WHEREAS, the Board believes that it is in the best interests of the Company that, following the expiration of the Term, Director be available to the Company from time to time for his advice and counsel;

NOW, THEREFORE, for good and valuable consideration, the receipt and sufficiency of which is hereby acknowledged, Director and the Company agree as follows:

1.    Re-nomination to the Board.    Director is hereby notifying Company that he does not wish to be nominated to another term of service on the Board, and that he does not wish to stand for reelection by the stockholders to another term of service on the Board.

2.    Director Emeritus. Upon the expiration of the Term, Director shall be appointed “Director Emeritus”, with all rights, benefits and obligations appurtenant to such position. Subject to Director’s compliance with this Agreement and the obligations of the “Director Emeritus” position, Director will serve as a Director Emeritus for a term of at least five (5) years, and Company will appoint or reappoint Director to the position of Director Emeritus for an aggregate term of at least five (5) years.

3.    Stock Options and Awards. For purposes of those certain outstanding options to purchase shares of the Company’s common stock and awards of restricted stock granted to Director, in accordance with the terms of the plans governing such options, Director’s service as a Director Emeritus shall be considered continuing service with the Company, and all such options and awards shall continue to vest and all such options shall become and remain exercisable in accordance with their terms and the terms of this Agreement.
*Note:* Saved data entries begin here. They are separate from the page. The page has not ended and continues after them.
//! Turns an input comment into the request that will be posted
//!
//! Line comments are anchored through the pull request diff. When the file
//! or line is not part of the diff the comment is still posted, as a plain
//! conversation comment with a note in front of it.

use crate::output::Output;
use gh_client::{ReviewCommentRequest, SimpleCommentRequest};
use gh_comment_input::Comment;
use gh_diff_position::{locate, LineLocation, PullRequestDiff};

/// What to post for one comment
#[derive(Debug, Clone, PartialEq, Eq)]
pub enum Resolution {
    /// Post to the conversation
    Simple(SimpleCommentRequest),
    /// Post as review comment at a diff position
    Anchored(ReviewCommentRequest),
    /// Nothing can be posted
    Failed(Output),
}

/// Resolve `comment` against the pull request diff
///
/// `diff` is `None` when it could not be fetched or parsed. Line comments
/// then fail instead of silently losing their anchor.
pub fn resolve(comment: &Comment, diff: Option<&PullRequestDiff>, commit_sha: &str) -> Resolution {
    match comment {
        Comment::Simple { text } => Resolution::Simple(SimpleCommentRequest::new(text.clone())),
        Comment::CodeLine {
            file_path,
            line_number,
            text,
        } => {
            let Some(diff) = diff else {
                return Resolution::Failed(Output::Error(format!(
                    "Could not load the diff for the pull request from GitHub web api, \
                     comment on {}:{} was not posted",
                    file_path, line_number
                )));
            };

            match locate(diff, file_path, *line_number) {
                LineLocation::Anchored(position) => {
                    log::debug!("{}:{} is at diff position {}", file_path, line_number, position);
                    Resolution::Anchored(ReviewCommentRequest {
                        body: text.clone(),
                        commit_id: commit_sha.to_string(),
                        path: file_path.clone(),
                        position: position.get(),
                    })
                }
                not_found => {
                    log::info!(
                        "{}:{} can not be anchored ({:?}), posting as simple comment",
                        file_path,
                        line_number,
                        not_found
                    );
                    Resolution::Simple(SimpleCommentRequest::new(fallback_body(
                        file_path,
                        *line_number,
                        text,
                        not_found,
                    )))
                }
            }
        }
    }
}

/// Body of a line comment posted to the conversation instead
fn fallback_body(file_path: &str, line_number: u32, text: &str, location: LineLocation) -> String {
    let reason = match location {
        LineLocation::FileNotInDiff => "the file is not changed by this pull request",
        _ => "the line is not part of the diff of this pull request",
    };

    format!(
        "> Comment on `{}` line {}: {}.\n\n{}",
        file_path, line_number, reason, text
    )
}
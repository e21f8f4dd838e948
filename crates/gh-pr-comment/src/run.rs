//! One invocation from command line to outputs

use crate::cli::{Cli, Invocation};
use crate::orchestrator::{post_comments, PostOptions};
use crate::output::Output;
use gh_client::{build_client, RetryPolicy, RetryingGitHubClient, TokenResolver};
use gh_comment_input::{read_comments_file, InputError};
use gh_pr_comment_config::AppConfig;
use std::path::Path;

/// Validate the command line, load the configuration and post the comments
pub async fn run(cli: Cli) -> Vec<Output> {
    let invocation = match cli.into_invocation() {
        Ok(invocation) => invocation,
        Err(output) => return vec![output],
    };

    let config = match AppConfig::load() {
        Ok(config) => config,
        Err(e) => {
            log::error!("Failed to load config: {:?}", e);
            return vec![Output::Error(format!("{:#}", e))];
        }
    };

    execute(invocation, &config).await
}

/// Post the comments of a validated invocation
pub async fn execute(invocation: Invocation, config: &AppConfig) -> Vec<Output> {
    let comments = match read_comments_file(&invocation.file) {
        Ok(comments) => comments,
        Err(e) => return vec![input_error(&invocation.file, e)],
    };

    if comments.is_empty() {
        return vec![Output::Successful(format!(
            "No comments to post in {}",
            invocation.file.display()
        ))];
    }

    let api_url = invocation
        .api_url
        .clone()
        .unwrap_or_else(|| config.api_url.clone());
    let token = TokenResolver::new(invocation.token.clone())
        .get_token(&api_url)
        .await;

    let direct = match build_client(&api_url, token) {
        Ok(client) => client,
        Err(e) => {
            log::error!("Failed to create GitHub client: {:?}", e);
            return vec![Output::Error(format!(
                "Could not create a GitHub client for {}: {:#}",
                api_url, e
            ))];
        }
    };
    let client = RetryingGitHubClient::new(
        direct,
        RetryPolicy::new(config.retries, config.retry_delay()),
    );

    let options = PostOptions {
        expected_sha: invocation.expected_sha.clone(),
        max_concurrent_posts: config.max_concurrent_posts,
    };

    post_comments(&client, &invocation.target, &comments, &options).await
}

fn input_error(path: &Path, error: InputError) -> Output {
    log::error!("Failed to read comments from {}: {:?}", path.display(), error);

    match error {
        InputError::FileNotFound(_) | InputError::Io { .. } => Output::Error(error.to_string()),
        other => Output::Error(format!(
            "An error while reading {} has occurred: {}",
            path.display(),
            other
        )),
    }
}
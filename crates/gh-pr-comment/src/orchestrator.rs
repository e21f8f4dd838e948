//! Posting comments to a pull request
//!
//! Fetches the pull request head and, when line comments are present, its
//! diff at the same time. A missing pull request or a stale head stops the
//! run before anything is posted, and an unfinished diff fetch is dropped.
//! Afterwards every comment is resolved against the shared diff and
//! posted concurrently; outputs keep the order of the input comments.

use crate::output::Output;
use crate::resolver::{resolve, Resolution};
use anyhow::Context;
use futures::stream::{self, StreamExt};
use gh_client::{CreatedComment, GitHubClient};
use gh_comment_input::Comment;
use gh_diff_position::{parse_unified_diff, PullRequestDiff};
use std::fmt;

/// The pull request comments are posted to
#[derive(Debug, Clone, PartialEq, Eq)]
pub struct PullRequestTarget {
    pub owner: String,
    pub repo: String,
    pub number: u64,
}

impl fmt::Display for PullRequestTarget {
    fn fmt(&self, f: &mut fmt::Formatter<'_>) -> fmt::Result {
        write!(f, "{}/{}#{}", self.owner, self.repo, self.number)
    }
}

#[derive(Debug, Clone, PartialEq, Eq)]
pub struct PostOptions {
    /// Head SHA the comments were produced for. Posting is skipped when the
    /// pull request has moved on.
    pub expected_sha: Option<String>,

    /// Upper bound of comments posted at the same time
    pub max_concurrent_posts: usize,
}

impl Default for PostOptions {
    fn default() -> Self {
        Self {
            expected_sha: None,
            max_concurrent_posts: 4,
        }
    }
}

/// Post all `comments` and return one output per comment, in input order
///
/// Returns a single output instead when the pull request can not be loaded or
/// its head differs from the expected SHA.
pub async fn post_comments(
    client: &dyn GitHubClient,
    target: &PullRequestTarget,
    comments: &[Comment],
    options: &PostOptions,
) -> Vec<Output> {
    let needs_diff = comments.iter().any(Comment::is_code_line);

    let fetch = client.fetch_pull_request(&target.owner, &target.repo, target.number);
    let diff = async {
        if needs_diff {
            Some(load_diff(client, target).await)
        } else {
            None
        }
    };
    tokio::pin!(fetch, diff);

    // Drive the diff while waiting for the head, but never wait on it here
    let mut loaded = None;
    let pull_request = loop {
        tokio::select! {
            pull_request = &mut fetch => break pull_request,
            result = &mut diff, if loaded.is_none() => loaded = Some(result),
        }
    };

    let pull_request = match pull_request {
        Ok(pull_request) => pull_request,
        Err(e) => {
            log::error!("Failed to load pull request {}: {:?}", target, e);
            return vec![Output::Error(format!(
                "Could not load the pull request {} from GitHub web api",
                target
            ))];
        }
    };

    if let Some(expected_sha) = &options.expected_sha {
        if *expected_sha != pull_request.head_sha {
            log::info!("Head of {} moved to {}, skipping", target, pull_request.head_sha);
            return vec![Output::Successful(format!(
                "Skipping posting comments because the SHA of the head of this branch differs \
                 from the SHA of the pull request. Usually this means that the pull request has \
                 been updated before this job (posting comments) has been started. Current SHA \
                 of this branch is {} but remote pull requests SHA is {}",
                expected_sha, pull_request.head_sha
            ))];
        }
    }

    let diff = match loaded {
        Some(result) => result,
        None => diff.await,
    };
    let diff = match diff {
        Some(Ok(diff)) => Some(diff),
        Some(Err(e)) => {
            log::error!("Failed to load diff of {}: {:?}", target, e);
            None
        }
        None => None,
    };
    let commit_sha = options
        .expected_sha
        .as_deref()
        .unwrap_or(&pull_request.head_sha);

    log::info!("Posting {} comments to {}", comments.len(), target);

    stream::iter(comments.iter().map(|comment| {
        let resolution = resolve(comment, diff.as_ref(), commit_sha);
        post(client, target, comment, resolution)
    }))
    .buffered(options.max_concurrent_posts.max(1))
    .collect::<Vec<_>>()
    .await
}

async fn load_diff(
    client: &dyn GitHubClient,
    target: &PullRequestTarget,
) -> anyhow::Result<PullRequestDiff> {
    let text = client
        .fetch_pull_request_diff(&target.owner, &target.repo, target.number)
        .await?;
    let diff = parse_unified_diff(&text).context("Failed to parse pull request diff")?;
    log::debug!(
        "Diff of {} touches {} files (+{} -{})",
        target,
        diff.files.len(),
        diff.total_additions,
        diff.total_deletions
    );
    Ok(diff)
}

async fn post(
    client: &dyn GitHubClient,
    target: &PullRequestTarget,
    comment: &Comment,
    resolution: Resolution,
) -> Output {
    let result = match resolution {
        Resolution::Failed(output) => return output,
        Resolution::Simple(request) => {
            client
                .create_issue_comment(&target.owner, &target.repo, target.number, &request)
                .await
        }
        Resolution::Anchored(request) => {
            client
                .create_review_comment(&target.owner, &target.repo, target.number, &request)
                .await
        }
    };

    match result {
        Ok(created) => Output::Successful(success_message(target, comment, &created)),
        Err(e) => {
            log::error!("Failed to post comment to {}: {:?}", target, e);
            Output::Error(format!(
                "An error has occurred while trying to post {} to {}",
                describe(comment),
                target
            ))
        }
    }
}

fn success_message(target: &PullRequestTarget, comment: &Comment, created: &CreatedComment) -> String {
    let location = created
        .html_url
        .clone()
        .unwrap_or_else(|| target.to_string());
    format!("Successfully posted {} to {}", describe(comment), location)
}

fn describe(comment: &Comment) -> String {
    match comment {
        Comment::Simple { .. } => "simple comment".to_string(),
        Comment::CodeLine {
            file_path,
            line_number,
            ..
        } => format!("comment on {}:{}", file_path, line_number),
    }
}
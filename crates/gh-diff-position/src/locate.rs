//! Translate a post-change file line into GitHub's review comment `position`.
//!
//! GitHub anchors review comments with a `position`: the number of lines
//! below the first `@@` hunk header of a file's diff. Every later hunk header,
//! and every deleted line, occupies a position of its own. The position is
//! therefore an offset into the raw diff text of one file, never a source line
//! number, and it is only valid for the commit the diff was fetched for.

use crate::model::{FileDiff, PullRequestDiff};

/// Lines the file delimiter (`diff --git ...`) occupies in the raw line stream.
pub const FILE_DELIMITER_LINES: usize = 1;

/// Lines every hunk delimiter (`@@ -a,b +c,d @@`) occupies in the raw line stream.
pub const HUNK_DELIMITER_LINES: usize = 1;

/// A GitHub review comment position within one file's diff.
#[derive(Debug, Clone, Copy, PartialEq, Eq, PartialOrd, Ord)]
pub struct DiffPosition(pub u32);

impl DiffPosition {
    pub fn get(self) -> u32 {
        self.0
    }
}

impl std::fmt::Display for DiffPosition {
    fn fmt(&self, f: &mut std::fmt::Formatter<'_>) -> std::fmt::Result {
        write!(f, "{}", self.0)
    }
}

/// Outcome of locating a line in a diff.
///
/// Neither "not in diff" variant is an error: both mean the comment has to
/// fall back to a plain conversation comment.
#[derive(Debug, Clone, Copy, PartialEq, Eq)]
pub enum LineLocation {
    /// The line is part of the diff at the given position.
    Anchored(DiffPosition),
    /// No file in the diff has the requested post-change path.
    FileNotInDiff,
    /// The file is in the diff, but the line is neither added nor shown as context.
    LineNotInDiff,
}

impl LineLocation {
    pub fn position(self) -> Option<DiffPosition> {
        match self {
            LineLocation::Anchored(position) => Some(position),
            LineLocation::FileNotInDiff | LineLocation::LineNotInDiff => None,
        }
    }
}

/// Locate `to_line` of `file_path` in the diff.
///
/// The file is matched on its post-change path, exactly.
pub fn locate(diff: &PullRequestDiff, file_path: &str, to_line: u32) -> LineLocation {
    match diff.file(file_path) {
        Some(file) => locate_in_file(file, to_line),
        None => LineLocation::FileNotInDiff,
    }
}

/// Locate `to_line` within a single file's diff.
pub fn locate_in_file(file: &FileDiff, to_line: u32) -> LineLocation {
    match raw_line_index(file, to_line) {
        Some(raw) => {
            let position =
                raw - FILE_DELIMITER_LINES - file.header_lines.len() - HUNK_DELIMITER_LINES;
            match u32::try_from(position) {
                Ok(position) => LineLocation::Anchored(DiffPosition(position)),
                Err(_) => LineLocation::LineNotInDiff,
            }
        }
        None => LineLocation::LineNotInDiff,
    }
}

/// 1-based index of the matching line in the file's raw diff text, counting the
/// file delimiter, the header lines, every hunk header and every hunk line.
fn raw_line_index(file: &FileDiff, to_line: u32) -> Option<usize> {
    let mut raw = FILE_DELIMITER_LINES + file.header_lines.len();

    for hunk in &file.hunks {
        raw += HUNK_DELIMITER_LINES;
        for line in &hunk.lines {
            raw += 1;
            // Deletions carry no new_line and can never match
            if line.new_line == Some(to_line) {
                return Some(raw);
            }
        }
    }

    None
}
//! GitHub client trait and retry policy definitions
//!
//! This module defines the core `GitHubClient` trait that all client
//! implementations must satisfy, as well as the `RetryPolicy` used by the
//! retrying decorator.

use crate::types::{CreatedComment, PullRequest, ReviewCommentRequest, SimpleCommentRequest};
use async_trait::async_trait;
use std::time::Duration;

/// Retry behavior for GitHub API calls
///
/// A failed call is retried up to `retries` more times. Before retry `n`
/// (1-based) the client sleeps `base_delay × n`.
#[derive(Debug, Clone, Copy, PartialEq, Eq)]
pub struct RetryPolicy {
    /// Number of retries after the first attempt
    pub retries: u32,

    /// Delay before the first retry, multiplied by the attempt number afterwards
    pub base_delay: Duration,
}

impl Default for RetryPolicy {
    fn default() -> Self {
        Self {
            retries: 3,
            base_delay: Duration::from_millis(1000),
        }
    }
}

impl RetryPolicy {
    /// Create a policy with the given retry count and base delay
    pub fn new(retries: u32, base_delay: Duration) -> Self {
        Self {
            retries,
            base_delay,
        }
    }

    /// A policy that never retries
    pub fn none() -> Self {
        Self {
            retries: 0,
            base_delay: Duration::ZERO,
        }
    }

    /// Delay before the given retry attempt (1-based)
    pub fn delay_for(&self, attempt: u32) -> Duration {
        self.base_delay.saturating_mul(attempt)
    }

    /// Total number of attempts, including the first one
    pub fn max_attempts(&self) -> u32 {
        self.retries.saturating_add(1)
    }

    /// The delays between attempts, one per retry
    pub fn backoff(&self) -> LinearBackoff {
        LinearBackoff {
            policy: *self,
            attempt: 0,
        }
    }
}

/// Delays of a [`RetryPolicy`]: `base_delay × n` for retry `n`, then exhausted
#[derive(Debug, Clone)]
pub struct LinearBackoff {
    policy: RetryPolicy,
    attempt: u32,
}

impl Iterator for LinearBackoff {
    type Item = Duration;

    fn next(&mut self) -> Option<Duration> {
        if self.attempt >= self.policy.retries {
            return None;
        }
        self.attempt += 1;
        Some(self.policy.delay_for(self.attempt))
    }
}

/// GitHub API client trait
///
/// Defines the interface the comment poster needs from the GitHub API.
/// Implementations can be direct (hitting the API) or decorated
/// with retry logic.
///
/// # Thread Safety
///
/// Implementations must be `Send + Sync` to allow sharing across
/// async tasks and threads.
///
/// # Example
///
/// ```rust,ignore
/// use gh_client::GitHubClient;
///
/// async fn head_sha(client: &dyn GitHubClient) -> anyhow::Result<String> {
///     let pr = client.fetch_pull_request("rust-lang", "rust", 1).await?;
///     Ok(pr.head_sha)
/// }
/// ```
#[async_trait]
pub trait GitHubClient: Send + Sync {
    /// Fetch a single pull request by number
    ///
    /// # Arguments
    ///
    /// * `owner` - Repository owner
    /// * `repo` - Repository name
    /// * `pr_number` - Pull request number
    ///
    /// # Returns
    ///
    /// The pull request details (including the head SHA), or an error if not found.
    async fn fetch_pull_request(
        &self,
        owner: &str,
        repo: &str,
        pr_number: u64,
    ) -> anyhow::Result<PullRequest>;

    /// Fetch the unified diff of a pull request
    ///
    /// Requests the pull request with the `application/vnd.github.v3.diff`
    /// media type and returns the raw diff text.
    async fn fetch_pull_request_diff(
        &self,
        owner: &str,
        repo: &str,
        pr_number: u64,
    ) -> anyhow::Result<String>;

    /// Post a comment to the conversation of a pull request
    ///
    /// Pull requests are issues, so this uses the issue comments endpoint.
    async fn create_issue_comment(
        &self,
        owner: &str,
        repo: &str,
        pr_number: u64,
        comment: &SimpleCommentRequest,
    ) -> anyhow::Result<CreatedComment>;

    /// Create a review comment anchored to a diff position
    ///
    /// # Arguments
    ///
    /// * `owner` - Repository owner
    /// * `repo` - Repository name
    /// * `pr_number` - Pull request number
    /// * `comment` - Body, commit SHA, path and diff position
    ///
    /// # Returns
    ///
    /// The created comment on success, error on failure
    async fn create_review_comment(
        &self,
        owner: &str,
        repo: &str,
        pr_number: u64,
        comment: &ReviewCommentRequest,
    ) -> anyhow::Result<CreatedComment>;
}
use anyhow::{Context, Result};
use std::io::ErrorKind;
use std::path::{Path, PathBuf};

const CONFIG_FILE: &str = ".gh-pr-comment.toml";

/// Load config file content from CWD first, then the config directory
///
/// Searches for the config in:
/// 1. Current working directory as `.gh-pr-comment.toml`
/// 2. The application config directory as `config.toml`
///
/// Returns the path and the file content if found, None otherwise.
/// A candidate that exists but cannot be read is an error.
pub fn load_config_file() -> Result<Option<(PathBuf, String)>> {
    let mut candidates = vec![PathBuf::from(CONFIG_FILE)];
    if let Some(path) = crate::paths::app_config_path() {
        candidates.push(path);
    }

    load_first(&candidates)
}

/// Read the first candidate that exists
fn load_first(candidates: &[PathBuf]) -> Result<Option<(PathBuf, String)>> {
    for path in candidates {
        if let Some(found) = read(path)? {
            return Ok(Some(found));
        }
    }
    Ok(None)
}

fn read(path: &Path) -> Result<Option<(PathBuf, String)>> {
    match std::fs::read_to_string(path) {
        Ok(content) => {
            log::debug!("Loaded config from {}", path.display());
            Ok(Some((path.to_path_buf(), content)))
        }
        Err(e) if e.kind() == ErrorKind::NotFound => Ok(None),
        Err(e) => {
            Err(e).with_context(|| format!("Failed to read config file {}", path.display()))
        }
    }
}
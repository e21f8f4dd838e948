//! Configuration directory paths
//!
//! Uses XDG directories via `dirs` crate.
//!
//! Platform-specific locations:
//! - Linux: `~/.config/gh-pr-comment/`
//! - macOS: `~/Library/Application Support/gh-pr-comment/`
//! - Windows: `%APPDATA%\gh-pr-comment\`

use std::path::PathBuf;

const APP_NAME: &str = "gh-pr-comment";

/// Get the application config directory, without creating it
fn config_dir() -> Option<PathBuf> {
    dirs::config_dir().map(|base| base.join(APP_NAME))
}

/// Get path to app config file
pub fn app_config_path() -> Option<PathBuf> {
    config_dir().map(|dir| dir.join("config.toml"))
}

#[cfg(test)]
mod tests {
    use super::*;

    #[test]
    fn test_app_config_path_layout() {
        if let Some(path) = app_config_path() {
            assert!(path.ends_with("gh-pr-comment/config.toml"));
        }
    }
}
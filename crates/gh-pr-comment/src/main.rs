use clap::Parser;
use std::process::ExitCode;

mod cli;
mod logger;
mod orchestrator;
mod output;
mod resolver;
mod run;

use cli::Cli;

#[tokio::main]
async fn main() -> ExitCode {
    let cli = Cli::parse();

    // Load .env before the logger so it can set RUST_LOG too
    let dotenv = dotenvy::dotenv();
    logger::init(cli.verbose);
    match dotenv {
        Ok(path) => log::debug!("Loaded .env file from: {:?}", path),
        Err(_) => log::debug!(".env file not found, will rely on environment variables"),
    }

    log::info!("Starting gh-pr-comment");
    let outputs = run::run(cli).await;

    let mut stdout = std::io::stdout().lock();
    let mut stderr = std::io::stderr().lock();
    if let Err(e) = output::print_outputs(&outputs, &mut stdout, &mut stderr) {
        log::error!("Failed to print results: {}", e);
    }

    ExitCode::from(output::exit_code(&outputs))
}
Notwithstanding anything to the contrary, in accordance with the terms of the plans and grant agreements governing the options, upon Director’s death, all unvested stock options shall become immediately exercisable, and remain exercisable by Director’s estate for a period of one (1) year and all unvested stock awards shall vest.
    
4.    Cessation of Service as a Director Emeritus.     Director’s cessation of service as a Director Emeritus for any reason shall be deemed a “Retirement” under the plans and grant agreements governing Director’s outstanding options and awards, and, pursuant to the terms of such plans and grant agreements, such options may be exercised for (i) three years from the date of such retirement, or (ii) the remaining term of such options, whichever period is less, and any such awards that have not yet vested shall vest.

5.    Non-Disparagement. Director agrees to forever refrain from making any disparaging remarks or other negative or derogatory statements, written or oral, to any third party relating to the Company, or its parents, subsidiaries, officers, Directors or agents or customers; provided, however that the forgoing shall not prohibit Director from providing truthful testimony in any judicial or administrative proceeding, if Director is legally compelled to so testify. The Company agrees to forever refrain from making any disparaging





remarks or other negative or derogatory statements, written or oral, to any third party relating to Director; provided, however that the forgoing shall not prohibit the Company from providing truthful testimony in any judicial or administrative proceeding, if the Company is legally compelled to so testify.

6.    Entire Agreement. This Agreement is the complete agreement of the parties with respect to the subject matter herein, and, except as set forth below, supersedes all agreements previously made between the parties relating to its subject matter. This Agreement may not be amended or modified except by an agreement in writing signed by both parties.
    
7.    Liability for Breach of Agreement. Any party found by a court of competent jurisdiction to be in breach of this Agreement shall be liable for all reasonable attorneys' fees and costs incurred by the non-breaching party in connection with any efforts to enforce this Agreement against the party found to be in breach.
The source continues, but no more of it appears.